Avec « autant d'entreprises en déclin qu'en développement soutenu », la production réagit diversement à ces changements. Pour l'y aider, FranceAgriMer souhaite la mise en oeuvre d'une « véritable stratégie » pour « accompagner la reconquête de parts de marché ». Les plus pessimistes parleront d'une énième déclaration d'intention... Les travaux menés dans ce cadre sur la démarche de prospective et ses scénarii apportent un vent de nouveauté, pour une échéance 2025 qui semble bien lointaine. À plus court terme, FranceAgriMer lance une réflexion pour les trois années à venir sur quatre thématiques : la performance économique des entreprises et l'adaptation au marché ; l'innovation ; le produit « végétal » (multifonctionnalité, tendances, segmentation...) ; l'environnement végétalisé ou le végétal collectif. « Des groupes de travail techniques, associant des représentants des différentes familles de la filière, FranceAgriMer et des experts en tant que de besoin, seront prochainement constitués, afin de dégager des propositions ».

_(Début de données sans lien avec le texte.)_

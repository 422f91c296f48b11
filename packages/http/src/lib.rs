//! # etcdfs-http
//!
//! Blocking HTTP access to an etcd v2 keys API.
//!
//! [`EtcdClient`] turns a [`KeyPath`](etcdfs_core::KeyPath) into exactly one
//! request against `<endpoint>/v2/keys<path>` and decodes the response
//! envelope into a [`Node`](etcdfs_core::Node) tree or a [`StoreError`]:
//!
//! ```ignore
//! use etcdfs_http::EtcdClient;
//! use etcdfs_core::KeyPath;
//!
//! let client = EtcdClient::new("http://127.0.0.1:4001", Duration::from_secs(30))?;
//!
//! // GET /v2/keys/foo
//! let node = client.get(&KeyPath::parse("/foo")?)?;
//!
//! // PUT /v2/keys/foo with body value=baz
//! let node = client.put(&KeyPath::parse("/foo")?, b"baz")?;
//! ```
//!
//! Requests go through the [`HttpExecutor`] trait. The `test-utils` feature
//! adds [`mock::MemoryStore`], an in-memory executor that behaves like a
//! store server.

pub mod client;
pub mod error;
pub mod executor;
pub mod types;

#[cfg(any(test, feature = "test-utils"))]
pub mod mock;

pub use client::{decode_envelope, CreateKind, EtcdClient, KEYS_PREFIX};
pub use error::{Error, StoreError};
pub use executor::{HttpExecutor, ReqwestExecutor};
pub use types::{HttpRequest, HttpResponse, Method, FORM_CONTENT_TYPE};
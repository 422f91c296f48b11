use etcdfs_core::{KeyPath, Node, Qid};

use crate::dirent::DirEntry;

/// Per-reference state: the path a protocol reference denotes and the node
/// last fetched for it.
///
/// A handle owns its node outright. Handles are not `Clone`; duplicating a
/// reference goes through [`EtcdFs::clone_handle`](crate::EtcdFs::clone_handle),
/// which fetches a fresh node.
#[derive(Debug, PartialEq, Eq)]
pub struct Handle {
    pub(crate) path: KeyPath,
    pub(crate) node: Node,
}

impl Handle {
    pub(crate) fn new(path: KeyPath, node: Node) -> Self {
        Handle { path, node }
    }

    /// A local copy for working on without touching `self`.
    ///
    /// Unlike a protocol clone this does not refetch, so the copy carries
    /// the same cached node.
    pub(crate) fn scratch(&self) -> Handle {
        Handle::new(self.path.clone(), self.node.clone())
    }

    pub fn path(&self) -> &KeyPath {
        &self.path
    }

    /// The cached node. May be stale relative to the store.
    pub fn node(&self) -> &Node {
        &self.node
    }

    /// Identity of the cached node.
    pub fn qid(&self) -> Qid {
        Qid::new(self.path.as_str(), Some(&self.node))
    }

    /// Whether the handle denotes a directory. The root always does.
    pub fn is_dir(&self) -> bool {
        self.qid().is_dir()
    }

    /// Stat from the cached node, without contacting the store.
    pub fn stat(&self) -> DirEntry {
        DirEntry::new(self.path.name(), self.path.as_str(), &self.node)
    }
}

#[cfg(test)]
mod tests {
    use super::*;
    use crate::dirent::DMDIR;

    #[test]
    fn root_stat_is_a_directory_named_slash() {
        // The store may leave `dir` off its root; the root is still a directory.
        let handle = Handle::new(KeyPath::root(), Node::default());
        let stat = handle.stat();
        assert_eq!(stat.name, "/");
        assert!(stat.is_dir());
        assert_eq!(stat.mode & DMDIR, DMDIR);
        assert!(handle.is_dir());
    }

    #[test]
    fn scratch_copy_is_independent() {
        let handle = Handle::new(KeyPath::root(), Node::default());
        let mut copy = handle.scratch();
        assert_eq!(copy, handle);

        copy.path = KeyPath::parse("/elsewhere").unwrap();
        assert!(handle.path().is_root());
    }

    #[test]
    fn leaf_stat_uses_last_segment() {
        let node = Node {
            key: "/a/b".to_string(),
            value: Some("four".to_string()),
            modified_index: 6,
            ..Default::default()
        };
        let handle = Handle::new(KeyPath::parse("/a/b").unwrap(), node);
        let stat = handle.stat();
        assert_eq!(stat.name, "b");
        assert_eq!(stat.length, 4);
        assert!(!stat.is_dir());
        assert_eq!(stat.qid.version, 6);
        assert_eq!(handle.qid(), stat.qid);
    }
}
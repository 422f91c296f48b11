//! Process configuration, built once at startup and never mutated.

use std::path::PathBuf;
use std::time::Duration;

use url::Url;

pub const DEFAULT_SERVICE: &str = "etcd";
pub const DEFAULT_MOUNT_POINT: &str = "/n/etcd";
pub const DEFAULT_TIMEOUT: Duration = Duration::from_secs(30);

#[derive(Debug, thiserror::Error)]
pub enum ConfigError {
    #[error("missing endpoint")]
    MissingEndpoint,

    #[error("invalid endpoint '{endpoint}': {source}")]
    InvalidEndpoint {
        endpoint: String,
        #[source]
        source: url::ParseError,
    },
}

/// Immutable configuration shared by every component that talks to the store.
#[derive(Debug, Clone, PartialEq, Eq)]
pub struct Config {
    /// Base URL of the store, e.g. `http://127.0.0.1:4001`.
    pub endpoint: Url,
    /// Service name the file server posts itself under. Read by the
    /// protocol server that serves the callbacks, not by the bridge.
    pub service: String,
    /// Where the protocol server mounts the tree. Not used by the bridge.
    pub mount_point: PathBuf,
    /// Verbose protocol and store tracing; selects the `debug` log level.
    pub debug: bool,
    /// Per-request transport timeout. The bridge has no watchdog of its own.
    pub timeout: Duration,
}

impl Config {
    /// Create a configuration for `endpoint` with defaults for everything else.
    pub fn new(endpoint: &str) -> Result<Self, ConfigError> {
        let endpoint = endpoint.trim();
        if endpoint.is_empty() {
            return Err(ConfigError::MissingEndpoint);
        }

        let url = Url::parse(endpoint).map_err(|source| ConfigError::InvalidEndpoint {
            endpoint: endpoint.to_string(),
            source,
        })?;

        Ok(Self {
            endpoint: url,
            service: DEFAULT_SERVICE.to_string(),
            mount_point: PathBuf::from(DEFAULT_MOUNT_POINT),
            debug: false,
            timeout: DEFAULT_TIMEOUT,
        })
    }

    pub fn with_service(mut self, service: impl Into<String>) -> Self {
        self.service = service.into();
        self
    }

    pub fn with_mount_point(mut self, mount_point: impl Into<PathBuf>) -> Self {
        self.mount_point = mount_point.into();
        self
    }

    pub fn with_debug(mut self, debug: bool) -> Self {
        self.debug = debug;
        self
    }

    pub fn with_timeout(mut self, timeout: Duration) -> Self {
        self.timeout = timeout;
        self
    }
}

D'ores et déjà, les chefs d'entreprise soucieux de se « réinventer » trouveront au détour des allées du Salon du végétal 2015, dans le parc des expositions, d'innombrables pistes d'innovation.

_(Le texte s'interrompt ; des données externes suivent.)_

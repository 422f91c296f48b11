//! Client for the etcd v2 keys API.
//!
//! Every call issues exactly one request and decodes exactly one response
//! envelope. Nothing is cached and nothing is retried.

use std::sync::Arc;
use std::time::Duration;

use serde_json::Value as JsonValue;
use url::Url;

use etcdfs_core::{KeyPath, Node};

use crate::error::{Error, StoreError};
use crate::executor::{HttpExecutor, ReqwestExecutor};
use crate::types::{HttpRequest, HttpResponse};

/// Path segments of the keys API, appended to the endpoint.
pub const KEYS_PREFIX: [&str; 2] = ["v2", "keys"];

/// What kind of node [`EtcdClient::create`] makes.
#[derive(Debug, Clone, Copy, PartialEq, Eq)]
pub enum CreateKind {
    File,
    Dir,
}

/// Blocking client for one store endpoint.
///
/// Cheap to clone; clones share the executor.
#[derive(Clone)]
pub struct EtcdClient {
    executor: Arc<dyn HttpExecutor>,
    endpoint: Url,
}

impl EtcdClient {
    /// Create a client that talks to `endpoint` over the network.
    pub fn new(endpoint: &str, timeout: Duration) -> Result<Self, Error> {
        let executor = ReqwestExecutor::new(timeout)?;
        Self::with_executor(Arc::new(executor), endpoint)
    }

    /// Create a client with a custom executor.
    pub fn with_executor(executor: Arc<dyn HttpExecutor>, endpoint: &str) -> Result<Self, Error> {
        let endpoint = Url::parse(endpoint)?;
        if endpoint.cannot_be_a_base() {
            return Err(Error::InvalidUrl {
                message: format!("endpoint '{}' cannot carry a path", endpoint),
            });
        }
        if !matches!(endpoint.scheme(), "http" | "https") {
            return Err(Error::InvalidUrl {
                message: format!("unsupported endpoint scheme '{}'", endpoint.scheme()),
            });
        }

        Ok(Self { executor, endpoint })
    }

    /// Build the request URL: endpoint, then the keys prefix, then `path`.
    ///
    /// The root maps to `<endpoint>/v2/keys/`. Path segments are
    /// percent-encoded.
    pub fn key_url(&self, path: &KeyPath) -> Url {
        let mut url = self.endpoint.clone();
        url.set_query(None);
        url.set_fragment(None);
        if let Ok(mut segments) = url.path_segments_mut() {
            segments.pop_if_empty();
            segments.extend(KEYS_PREFIX);
            if path.is_root() {
                segments.push("");
            } else {
                segments.extend(path.components());
            }
        }
        url
    }

    /// Fetch the node at `path`.
    pub fn get(&self, path: &KeyPath) -> Result<Node, StoreError> {
        self.fetch_or_mutate(path, None)
    }

    /// Set the value of the leaf at `path`, returning the updated node.
    pub fn put(&self, path: &KeyPath, value: &[u8]) -> Result<Node, StoreError> {
        self.fetch_or_mutate(path, Some(value))
    }

    /// GET `path` when `write_value` is absent, otherwise PUT
    /// `value=<write_value>` to it.
    pub fn fetch_or_mutate(
        &self,
        path: &KeyPath,
        write_value: Option<&[u8]>,
    ) -> Result<Node, StoreError> {
        let url = self.key_url(path);
        let request = match write_value {
            None => HttpRequest::get(url.as_str()),
            Some(value) => HttpRequest::put(url.as_str()).with_form_body(&[("value", value)]),
        };
        self.round_trip(&request)
    }

    /// Create a new node at `path`; fails if anything already exists there.
    pub fn create(&self, path: &KeyPath, kind: CreateKind) -> Result<Node, StoreError> {
        let url = self.key_url(path);
        let first = match kind {
            CreateKind::File => ("value", b"".as_slice()),
            CreateKind::Dir => ("dir", b"true".as_slice()),
        };
        let request = HttpRequest::put(url.as_str())
            .with_form_body(&[first, ("prevExist", b"false".as_slice())]);
        self.round_trip(&request)
    }

    /// Delete the node at `path`. Directories must be empty.
    pub fn delete(&self, path: &KeyPath, dir: bool) -> Result<Node, StoreError> {
        let mut url = self.key_url(path);
        if dir {
            url.query_pairs_mut().append_pair("dir", "true");
        }
        self.round_trip(&HttpRequest::delete(url.as_str()))
    }

    fn round_trip(&self, request: &HttpRequest) -> Result<Node, StoreError> {
        log::debug!("etcd {} {}", request.method, request.url);

        let response = self.executor.execute(request)?;

        log::debug!(
            "etcd -> {} ({} bytes)",
            response.status,
            response.body.len()
        );

        decode_envelope(&response)
    }
}

impl std::fmt::Debug for EtcdClient {
    fn fmt(&self, f: &mut std::fmt::Formatter<'_>) -> std::fmt::Result {
        f.debug_struct("EtcdClient")
            .field("endpoint", &self.endpoint.as_str())
            .finish_non_exhaustive()
    }
}

/// Interpret a response body as a store envelope.
///
/// An object with `message` is a remote error; otherwise `node` must be
/// present and is decoded into a tree. The HTTP status is not consulted.
pub fn decode_envelope(response: &HttpResponse) -> Result<Node, StoreError> {
    let envelope: JsonValue = serde_json::from_slice(&response.body)
        .map_err(|e| StoreError::protocol(format!("invalid JSON response: {}", e)))?;

    let object = envelope
        .as_object()
        .ok_or_else(|| StoreError::protocol("response is not a JSON object"))?;

    if let Some(message) = object.get("message") {
        let message = match message {
            JsonValue::String(s) => s.clone(),
            other => other.to_string(),
        };
        return Err(StoreError::Remote { message });
    }

    let node = object
        .get("node")
        .ok_or_else(|| StoreError::protocol("response has no 'node' field"))?;

    Ok(Node::from_json(node)?)
}
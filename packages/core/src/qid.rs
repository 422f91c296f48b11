//! Identity tokens for store nodes.
//!
//! The store has no inode numbers, so a node's identity is manufactured
//! from its path: a deterministic hash of the path names the node and the
//! store's `modifiedIndex` versions it. Distinct paths may hash to the same
//! value. The collision risk is accepted; nothing keeps a registry of issued
//! identities.

use serde::Serialize;

use crate::node::Node;

/// Qid type bit marking a directory.
pub const QTDIR: u8 = 0x80;

/// Qid type of a plain file.
pub const QTFILE: u8 = 0x00;

#[derive(Debug, Clone, Copy, PartialEq, Eq, Hash, Serialize)]
#[serde(rename_all = "lowercase")]
pub enum QidKind {
    Dir,
    File,
}

/// A `(hash, version, kind)` identity token.
#[derive(Debug, Clone, Copy, PartialEq, Eq, Hash, Serialize)]
pub struct Qid {
    pub path: u64,
    pub version: u64,
    pub kind: QidKind,
}

impl Qid {
    /// Compute the identity of `node` found at `path`.
    ///
    /// Without a node the version is 0. The root is always a directory, even
    /// when the store leaves `dir` off its root node.
    pub fn new(path: &str, node: Option<&Node>) -> Self {
        let is_dir = path == "/" || node.map(Node::is_dir).unwrap_or(false);
        Qid {
            path: path_hash(path),
            version: node.map(|n| n.modified_index).unwrap_or(0),
            kind: if is_dir { QidKind::Dir } else { QidKind::File },
        }
    }

    pub fn is_dir(&self) -> bool {
        self.kind == QidKind::Dir
    }

    /// The protocol's qid type byte.
    pub fn type_bits(&self) -> u8 {
        match self.kind {
            QidKind::Dir => QTDIR,
            QidKind::File => QTFILE,
        }
    }
}

/// Jenkins one-at-a-time hash of a path, in 64-bit wrapping arithmetic.
pub fn path_hash(path: &str) -> u64 {
    let mut hash: u64 = 0;
    for &b in path.as_bytes() {
        hash = hash.wrapping_add(u64::from(b));
        hash = hash.wrapping_add(hash << 10);
        hash ^= hash >> 6;
    }
    hash = hash.wrapping_add(hash << 3);
    hash ^= hash >> 11;
    hash.wrapping_add(hash << 15)
}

Plonger dans la manifestation pour trouver l'inspiration

Les exposants arrivent sur le Salon avec leurs nouveautés végétales, commerciales, produits ou services (voir nos pages spéciales Nouveautés dans ce numéro). Plus que tout, les conférences proposées, notamment celles de l'espace Prospectives végétales, auront à coeur de décrypter les « tendances ». Pour valoriser son produit, le professionnel apprendra comment utiliser les couleurs, quels nouveaux emballages utiliser, comment rendre le végétal « accessible », quel est l'intérêt du « marketing expérientiel ». Pour faire concorder son offre avec la demande, il découvrira les évolutions du jardinage amateur et des modes de vie. Pour innover, on lui expliquera quels leviers activer, à quels nouveaux besoins répondre (énergie, génie végétal, cité jardin, cosmétique, santé...) et comment inventer de nouvelles formes d'alliances. S'allier, se regrouper : c'est peut-être l'enjeu principal de la filière à court terme. Le mouvement est déjà engagé par endroit ; ailleurs, on s'interroge encore (voir le Lien horticole n° 914, du 28 janvier 2015, p. 4, « Se regrouper : un nouvel élan »). L'interprofession Val'hor organisait début février une journée de sensibilisation aux alliances commerciales à Paris. En attendant d'immerger le monde dans le végétal, embarquons donc sur le même bateau...

Valérie Vidril

(*) Présentés à l'occasion du Conseil spécialisé de FranceAgriMer pour la filière des produits de l'horticulture florale et ornementale et les pépinières, qui s'est réuni le 20 janvier 2015, sous la présidence de Jean-Pierre Mariné.